Where a line in the listing contains the string "LogId", copy that line out.

_Data to examine:_
──────
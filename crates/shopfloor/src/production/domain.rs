use chrono::{NaiveDate, NaiveDateTime};
use serde::{Deserialize, Serialize};
use std::fmt;
use std::str::FromStr;

/// Production sectors of the plant, in floor order.
#[derive(Debug, Clone, Copy, PartialEq, Eq, Hash, PartialOrd, Ord, Serialize, Deserialize)]
pub enum Sector {
    Corte,
    Armado,
    Costura,
    Montaje,
    Limpieza,
    Embalaje,
}

impl Sector {
    pub const fn ordered() -> [Self; 6] {
        [
            Self::Corte,
            Self::Armado,
            Self::Costura,
            Self::Montaje,
            Self::Limpieza,
            Self::Embalaje,
        ]
    }

    pub const fn label(self) -> &'static str {
        match self {
            Self::Corte => "Corte",
            Self::Armado => "Armado",
            Self::Costura => "Costura",
            Self::Montaje => "Montaje",
            Self::Limpieza => "Limpieza",
            Self::Embalaje => "Embalaje",
        }
    }
}

impl fmt::Display for Sector {
    fn fmt(&self, f: &mut fmt::Formatter<'_>) -> fmt::Result {
        f.write_str(self.label())
    }
}

#[derive(Debug, Clone, PartialEq, Eq, thiserror::Error)]
#[error("unknown sector '{0}'")]
pub struct UnknownSector(pub String);

impl FromStr for Sector {
    type Err = UnknownSector;

    fn from_str(value: &str) -> Result<Self, Self::Err> {
        Self::ordered()
            .into_iter()
            .find(|sector| sector.label() == value)
            .ok_or_else(|| UnknownSector(value.to_string()))
    }
}

#[derive(Debug, Clone, PartialEq, Eq, Hash, PartialOrd, Ord, Serialize, Deserialize)]
#[serde(transparent)]
pub struct RuleId(pub String);

#[derive(Debug, Clone, PartialEq, Eq, Hash, PartialOrd, Ord, Serialize, Deserialize)]
#[serde(transparent)]
pub struct LogId(pub String);

impl fmt::Display for RuleId {
    fn fmt(&self, f: &mut fmt::Formatter<'_>) -> fmt::Result {
        f.write_str(&self.0)
    }
}

impl fmt::Display for LogId {
    fn fmt(&self, f: &mut fmt::Formatter<'_>) -> fmt::Result {
        f.write_str(&self.0)
    }
}

/// One priced cell of the points matrix.
///
/// The `(sector, model, operation)` triple is unique within the active rule
/// set. A missing rule is a valid state: the work is simply unpriced.
#[derive(Debug, Clone, PartialEq, Serialize, Deserialize)]
pub struct PointRule {
    pub id: RuleId,
    pub sector: Sector,
    pub model: String,
    pub operation: String,
    pub points_per_unit: f64,
}

impl PointRule {
    pub fn matches(&self, sector: Sector, model: &str, operation: &str) -> bool {
        self.sector == sector && self.model == model && self.operation == operation
    }
}

/// Rule payload supplied by administrators; the id is assigned on insert.
#[derive(Debug, Clone, PartialEq, Serialize, Deserialize)]
pub struct RuleDraft {
    pub sector: Sector,
    pub model: String,
    pub operation: String,
    pub points_per_unit: f64,
}

impl RuleDraft {
    pub fn into_rule(self, id: RuleId) -> PointRule {
        PointRule {
            id,
            sector: self.sector,
            model: self.model,
            operation: self.operation,
            points_per_unit: self.points_per_unit,
        }
    }
}

/// One unit of recorded work.
///
/// `total_points == 0` with `quantity > 0` marks unrated work: no rule
/// matched when the entry was priced.
#[derive(Debug, Clone, PartialEq, Serialize, Deserialize)]
pub struct ProductionLogEntry {
    pub id: LogId,
    pub timestamp: NaiveDateTime,
    pub operator: String,
    pub sector: Sector,
    pub model: String,
    pub operation: String,
    pub quantity: u32,
    pub total_points: f64,
    #[serde(default, skip_serializing_if = "Option::is_none")]
    pub order_ref: Option<String>,
    #[serde(default, skip_serializing_if = "Option::is_none")]
    pub comment: Option<String>,
}

impl ProductionLogEntry {
    pub fn work_date(&self) -> NaiveDate {
        self.timestamp.date()
    }

    pub fn is_unrated(&self) -> bool {
        self.total_points == 0.0 && self.quantity > 0
    }
}

/// Operator-facing payload for recording or editing work.
#[derive(Debug, Clone, PartialEq, Serialize, Deserialize)]
pub struct WorkSubmission {
    pub timestamp: NaiveDateTime,
    pub operator: String,
    pub sector: Sector,
    pub model: String,
    pub operation: String,
    pub quantity: u32,
    #[serde(default)]
    pub order_ref: Option<String>,
    #[serde(default)]
    pub comment: Option<String>,
}

/// Points expected from one operator in one day.
#[derive(Debug, Clone, Copy, PartialEq, Serialize, Deserialize)]
#[serde(transparent)]
pub struct ProductivityTarget(pub f64);

impl ProductivityTarget {
    pub const DEFAULT_POINTS: f64 = 24960.0;

    pub fn points(self) -> f64 {
        self.0
    }
}

impl Default for ProductivityTarget {
    fn default() -> Self {
        Self(Self::DEFAULT_POINTS)
    }
}

#[derive(Debug, Clone, PartialEq, Eq, Serialize, Deserialize)]
pub struct Operator {
    pub name: String,
    pub sector: Sector,
}

#[derive(Debug, Clone, PartialEq, Eq, Serialize, Deserialize)]
pub struct ProductModel {
    pub name: String,
}

#[derive(Debug, Clone, PartialEq, Eq, Serialize, Deserialize)]
pub struct Operation {
    pub name: String,
    pub sector: Sector,
}

/// Snapshot of the pick lists maintained by administrators.
#[derive(Debug, Clone, Default, PartialEq, Eq, Serialize, Deserialize)]
pub struct Catalog {
    pub operators: Vec<Operator>,
    pub models: Vec<ProductModel>,
    pub operations: Vec<Operation>,
}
──────
_Solution to this exercise:_
pub struct LogId(pub String);
impl fmt::Display for LogId {
    pub id: LogId,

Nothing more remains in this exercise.